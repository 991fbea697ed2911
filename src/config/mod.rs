//! Configuration management for labwatch.
//!
//! # Overview
//!
//! labwatch uses a TOML configuration file with support for:
//! - Environment variable substitution (`${VAR_NAME}`)
//! - `LABWATCH_<SECTION>_<KEY>` environment overrides
//! - Default values for optional settings
//! - Validation on load
//!
//! # Quick Start
//!
//! ```rust,no_run
//! use labwatch::config::load_config;
//!
//! # fn example() -> Result<(), Box<dyn std::error::Error>> {
//! let config = load_config("labwatch.toml")?;
//!
//! println!("FHIR server: {}", config.fhir.base_url);
//! println!("Group: {}", config.fhir.group_id);
//! println!("Poll interval: {}s", config.fhir.poll.interval_seconds);
//! # Ok(())
//! # }
//! ```
//!
//! # Configuration Structure
//!
//! - [`ApplicationConfig`] - Log level and dry-run mode
//! - [`FhirConfig`] / [`PollConfig`] - Bulk export endpoint, timeouts and polling policy
//! - [`AuthConfig`] - Static bearer token or signed client assertion
//! - [`ReportConfig`] - Correlated resource types and report wording
//! - [`NotificationConfig`] - SMTP delivery
//! - [`ScheduleConfig`] - Daily cron cadence
//! - [`LoggingConfig`] - Local file logging
//!
//! # Example Configuration
//!
//! ```toml
//! [fhir]
//! base_url = "https://fhir.example.com/api/FHIR/R4"
//! group_id = "e3iabhmS8rsueyz7vaimuiaSmfGvi"
//!
//! [fhir.poll]
//! interval_seconds = 30
//! max_attempts = 720
//!
//! [auth]
//! method = "client_assertion"
//! token_endpoint = "https://fhir.example.com/oauth2/token"
//! client_id = "${LABWATCH_CLIENT_ID}"
//! private_key_path = "/etc/labwatch/private_key.pem"
//!
//! [notification]
//! enabled = true
//! smtp_host = "smtp.example.com"
//! smtp_password = "${LABWATCH_SMTP_PASSWORD}"
//! from = "Lab Reports <reports@example.com>"
//! to = ["lab-team@example.com"]
//! ```

pub mod loader;
pub mod schema;
pub mod secret;

// Re-export commonly used types
pub use loader::load_config;
pub use schema::{
    ApplicationConfig, AuthConfig, AuthMethod, FhirConfig, LabwatchConfig, LoggingConfig,
    NotificationConfig, PollConfig, ReportConfig, ScheduleConfig,
};
pub use secret::{secret_string, secret_string_opt, SecretString, SecretValue};
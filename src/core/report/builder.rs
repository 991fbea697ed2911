//! Report text assembly
//!
//! Measurements are appended to an abnormal or a normal section as they stream
//! in; [`ReportBuilder::finish`] adds the header and the placeholders for empty
//! sections.

use crate::core::evaluate::classify;
use crate::domain::{MeasurementRecord, SubjectIndex};
use chrono::{DateTime, SecondsFormat, Utc};
use serde_json::Value;
use std::fmt::Write as _;

const SECTION_RULE: &str = "======================";
const UNKNOWN: &str = "Unknown";

/// What happened to one measurement record
#[derive(Debug, Clone, Copy, PartialEq, Eq)]
pub enum RecordDisposition {
    Normal,
    Abnormal,
    /// No reference range; left out of the report
    Undetermined,
    /// No `subject.reference`
    MissingSubjectReference,
    /// The referenced subject is not in the index
    UnresolvedSubject,
}

/// Per-disposition counters
#[derive(Debug, Clone, Copy, Default, PartialEq, Eq)]
pub struct ReportCounts {
    pub normal: u64,
    pub abnormal: u64,
    pub undetermined: u64,
    pub missing_subject_reference: u64,
    pub unresolved_subject: u64,
}

impl ReportCounts {
    fn record(&mut self, disposition: RecordDisposition) {
        let counter = match disposition {
            RecordDisposition::Normal => &mut self.normal,
            RecordDisposition::Abnormal => &mut self.abnormal,
            RecordDisposition::Undetermined => &mut self.undetermined,
            RecordDisposition::MissingSubjectReference => &mut self.missing_subject_reference,
            RecordDisposition::UnresolvedSubject => &mut self.unresolved_subject,
        };
        *counter += 1;
    }

    /// Measurements that made it into the report
    pub fn reported(&self) -> u64 {
        self.normal + self.abnormal
    }

    /// Measurements seen in total
    pub fn total(&self) -> u64 {
        self.reported() + self.undetermined + self.missing_subject_reference + self.unresolved_subject
    }
}

/// A finished report
#[derive(Debug, Clone, PartialEq, Eq)]
pub struct Report {
    pub generated_at: DateTime<Utc>,
    pub header: String,
    pub abnormal_section: String,
    pub normal_section: String,
    pub counts: ReportCounts,
}

impl Report {
    /// Full message body: header, abnormal section, normal section
    pub fn text(&self) -> String {
        let mut text = String::with_capacity(
            self.header.len() + self.abnormal_section.len() + self.normal_section.len(),
        );
        text.push_str(&self.header);
        text.push_str(&self.abnormal_section);
        text.push_str(&self.normal_section);
        text
    }

    /// Mail subject, e.g. `Lab Reports on Mon Jan 01 2024`
    pub fn subject(&self, prefix: &str) -> String {
        format!("{prefix} on {}", self.generated_at.format("%a %b %d %Y"))
    }
}

/// Accumulates report sections across the measurement stream
#[derive(Debug)]
pub struct ReportBuilder {
    title: String,
    abnormal: String,
    normal: String,
    counts: ReportCounts,
}

impl ReportBuilder {
    pub fn new(title: impl Into<String>) -> Self {
        Self {
            title: title.into(),
            abnormal: section_banner("Abnormal"),
            normal: section_banner("Normal"),
            counts: ReportCounts::default(),
        }
    }

    /// Classifies a raw measurement resource and appends it to a section
    pub fn add_measurement(&mut self, resource: &Value, subjects: &SubjectIndex) -> RecordDisposition {
        let record = MeasurementRecord::from_resource(resource);
        let disposition = self.add_record(&record, subjects);
        self.counts.record(disposition);
        disposition
    }

    fn add_record(&mut self, record: &MeasurementRecord, subjects: &SubjectIndex) -> RecordDisposition {
        let classification = classify(record);
        let Some(is_normal) = classification.is_normal else {
            return RecordDisposition::Undetermined;
        };

        let Some(reference) = record.subject_reference.as_deref() else {
            tracing::warn!(observation_id = ?record.id, "Measurement has no subject reference");
            return RecordDisposition::MissingSubjectReference;
        };

        let Some(subject) = subjects.get(reference) else {
            tracing::warn!(
                observation_id = ?record.id,
                reference = %reference,
                "Subject not found for reference"
            );
            return RecordDisposition::UnresolvedSubject;
        };

        let section = if is_normal {
            &mut self.normal
        } else {
            &mut self.abnormal
        };

        let value = record
            .value
            .map_or_else(|| UNKNOWN.to_string(), |v| v.to_string());
        // Writing to a String cannot fail
        let _ = write!(
            section,
            "Observation: {}\nValue: {}\nReason: {}\nPatient Name: {}, Patient MRN: {}\n\n",
            record.code_text.as_deref().unwrap_or(UNKNOWN),
            value,
            classification.reason,
            subject.display_name.as_deref().unwrap_or(UNKNOWN),
            subject.id,
        );

        if is_normal {
            RecordDisposition::Normal
        } else {
            RecordDisposition::Abnormal
        }
    }

    pub fn counts(&self) -> ReportCounts {
        self.counts
    }

    /// Adds the header and empty-section placeholders
    pub fn finish(self, generated_at: DateTime<Utc>) -> Report {
        let header = format!(
            "{} (Date: {})\n\n",
            self.title,
            generated_at.to_rfc3339_opts(SecondsFormat::Millis, true)
        );

        let mut abnormal_section = self.abnormal;
        if self.counts.abnormal == 0 {
            abnormal_section.push_str("No abnormal observations found.\n\n");
        }

        let mut normal_section = self.normal;
        if self.counts.normal == 0 {
            normal_section.push_str("No normal observations found.\n\n");
        }

        Report {
            generated_at,
            header,
            abnormal_section,
            normal_section,
            counts: self.counts,
        }
    }
}

fn section_banner(kind: &str) -> String {
    format!("{SECTION_RULE}\n{kind} Observations:\n{SECTION_RULE}\n")
}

=-=-=

» Requirement:
Copy out the full set of records precisely, leaving nothing out.

» Result of this exercise:
repository 991fbea697ed2911
filename src/config/mod.rs
//! Configuration management for labwatch.
//!
//! # Overview
//!
//! labwatch uses a TOML configuration file with support for:
//! - Environment variable substitution (`${VAR_NAME}`)
//! - `LABWATCH_<SECTION>_<KEY>` environment overrides
//! - Default values for optional settings
//! - Validation on load
//!
//! # Quick Start
//!
//! ```rust,no_run
//! use labwatch::config::load_config;
//!
//! # fn example() -> Result<(), Box<dyn std::error::Error>> {
//! let config = load_config("labwatch.toml")?;
//!
//! println!("FHIR server: {}", config.fhir.base_url);
//! println!("Group: {}", config.fhir.group_id);
//! println!("Poll interval: {}s", config.fhir.poll.interval_seconds);
//! # Ok(())
//! # }
//! ```
//!
//! # Configuration Structure
//!
//! - [`ApplicationConfig`] - Log level and dry-run mode
//! - [`FhirConfig`] / [`PollConfig`] - Bulk export endpoint, timeouts and polling policy
//! - [`AuthConfig`] - Static bearer token or signed client assertion
//! - [`ReportConfig`] - Correlated resource types and report wording
//! - [`NotificationConfig`] - SMTP delivery
//! - [`ScheduleConfig`] - Daily cron cadence
//! - [`LoggingConfig`] - Local file logging
//!
//! # Example Configuration
//!
//! ```toml
//! [fhir]
//! base_url = "https://fhir.example.com/api/FHIR/R4"
//! group_id = "e3iabhmS8rsueyz7vaimuiaSmfGvi"
//!
//! [fhir.poll]
//! interval_seconds = 30
//! max_attempts = 720
//!
//! [auth]
//! method = "client_assertion"
//! token_endpoint = "https://fhir.example.com/oauth2/token"
//! client_id = "${LABWATCH_CLIENT_ID}"
//! private_key_path = "/etc/labwatch/private_key.pem"
//!
//! [notification]
//! enabled = true
//! smtp_host = "smtp.example.com"
//! smtp_password = "${LABWATCH_SMTP_PASSWORD}"
//! from = "Lab Reports <reports@example.com>"
//! to = ["lab-team@example.com"]
//! ```

pub mod loader;
pub mod schema;
pub mod secret;

// Re-export commonly used types
pub use loader::load_config;
pub use schema::{
    ApplicationConfig, AuthConfig, AuthMethod, FhirConfig, LabwatchConfig, LoggingConfig,
    NotificationConfig, PollConfig, ReportConfig, ScheduleConfig,
};
pub use secret::{secret_string, secret_string_opt, SecretString, SecretValue};
filename src/core/report/builder.rs
repository 991fbea697ed2911
//! Report text assembly
//!
//! Measurements are appended to an abnormal or a normal section as they stream
//! in; [`ReportBuilder::finish`] adds the header and the placeholders for empty
//! sections.

use crate::core::evaluate::classify;
use crate::domain::{MeasurementRecord, SubjectIndex};
use chrono::{DateTime, SecondsFormat, Utc};
use serde_json::Value;
use std::fmt::Write as _;

const SECTION_RULE: &str = "======================";
const UNKNOWN: &str = "Unknown";

/// What happened to one measurement record
#[derive(Debug, Clone, Copy, PartialEq, Eq)]
pub enum RecordDisposition {
    Normal,
    Abnormal,
    /// No reference range; left out of the report
    Undetermined,
    /// No `subject.reference`
    MissingSubjectReference,
    /// The referenced subject is not in the index
    UnresolvedSubject,
}

/// Per-disposition counters
#[derive(Debug, Clone, Copy, Default, PartialEq, Eq)]
pub struct ReportCounts {
    pub normal: u64,
    pub abnormal: u64,
    pub undetermined: u64,
    pub missing_subject_reference: u64,
    pub unresolved_subject: u64,
}

impl ReportCounts {
    fn record(&mut self, disposition: RecordDisposition) {
        let counter = match disposition {
            RecordDisposition::Normal => &mut self.normal,
            RecordDisposition::Abnormal => &mut self.abnormal,
            RecordDisposition::Undetermined => &mut self.undetermined,
            RecordDisposition::MissingSubjectReference => &mut self.missing_subject_reference,
            RecordDisposition::UnresolvedSubject => &mut self.unresolved_subject,
        };
        *counter += 1;
    }

    /// Measurements that made it into the report
    pub fn reported(&self) -> u64 {
        self.normal + self.abnormal
    }

    /// Measurements seen in total
    pub fn total(&self) -> u64 {
        self.reported() + self.undetermined + self.missing_subject_reference + self.unresolved_subject
    }
}

/// A finished report
#[derive(Debug, Clone, PartialEq, Eq)]
pub struct Report {
    pub generated_at: DateTime<Utc>,
    pub header: String,
    pub abnormal_section: String,
    pub normal_section: String,
    pub counts: ReportCounts,
}

impl Report {
    /// Full message body: header, abnormal section, normal section
    pub fn text(&self) -> String {
        let mut text = String::with_capacity(
            self.header.len() + self.abnormal_section.len() + self.normal_section.len(),
        );
        text.push_str(&self.header);
        text.push_str(&self.abnormal_section);
        text.push_str(&self.normal_section);
        text
    }

    /// Mail subject, e.g. `Lab Reports on Mon Jan 01 2024`
    pub fn subject(&self, prefix: &str) -> String {
        format!("{prefix} on {}", self.generated_at.format("%a %b %d %Y"))
    }
}

/// Accumulates report sections across the measurement stream
#[derive(Debug)]
pub struct ReportBuilder {
    title: String,
    abnormal: String,
    normal: String,
    counts: ReportCounts,
}

impl ReportBuilder {
    pub fn new(title: impl Into<String>) -> Self {
        Self {
            title: title.into(),
            abnormal: section_banner("Abnormal"),
            normal: section_banner("Normal"),
            counts: ReportCounts::default(),
        }
    }

    /// Classifies a raw measurement resource and appends it to a section
    pub fn add_measurement(&mut self, resource: &Value, subjects: &SubjectIndex) -> RecordDisposition {
        let record = MeasurementRecord::from_resource(resource);
        let disposition = self.add_record(&record, subjects);
        self.counts.record(disposition);
        disposition
    }

    fn add_record(&mut self, record: &MeasurementRecord, subjects: &SubjectIndex) -> RecordDisposition {
        let classification = classify(record);
        let Some(is_normal) = classification.is_normal else {
            return RecordDisposition::Undetermined;
        };

        let Some(reference) = record.subject_reference.as_deref() else {
            tracing::warn!(observation_id = ?record.id, "Measurement has no subject reference");
            return RecordDisposition::MissingSubjectReference;
        };

        let Some(subject) = subjects.get(reference) else {
            tracing::warn!(
                observation_id = ?record.id,
                reference = %reference,
                "Subject not found for reference"
            );
            return RecordDisposition::UnresolvedSubject;
        };

        let section = if is_normal {
            &mut self.normal
        } else {
            &mut self.abnormal
        };

        let value = record
            .value
            .map_or_else(|| UNKNOWN.to_string(), |v| v.to_string());
        // Writing to a String cannot fail
        let _ = write!(
            section,
            "Observation: {}\nValue: {}\nReason: {}\nPatient Name: {}, Patient MRN: {}\n\n",
            record.code_text.as_deref().unwrap_or(UNKNOWN),
            value,
            classification.reason,
            subject.display_name.as_deref().unwrap_or(UNKNOWN),
            subject.id,
        );

        if is_normal {
            RecordDisposition::Normal
        } else {
            RecordDisposition::Abnormal
        }
    }

    pub fn counts(&self) -> ReportCounts {
        self.counts
    }

    /// Adds the header and empty-section placeholders
    pub fn finish(self, generated_at: DateTime<Utc>) -> Report {
        let header = format!(
            "{} (Date: {})\n\n",
            self.title,
            generated_at.to_rfc3339_opts(SecondsFormat::Millis, true)
        );

        let mut abnormal_section = self.abnormal;
        if self.counts.abnormal == 0 {
            abnormal_section.push_str("No abnormal observations found.\n\n");
        }

        let mut normal_section = self.normal;
        if self.counts.normal == 0 {
            normal_section.push_str("No normal observations found.\n\n");
        }

        Report {
            generated_at,
            header,
            abnormal_section,
            normal_section,
            counts: self.counts,
        }
    }
}

fn section_banner(kind: &str) -> String {
    format!("{SECTION_RULE}\n{kind} Observations:\n{SECTION_RULE}\n")
}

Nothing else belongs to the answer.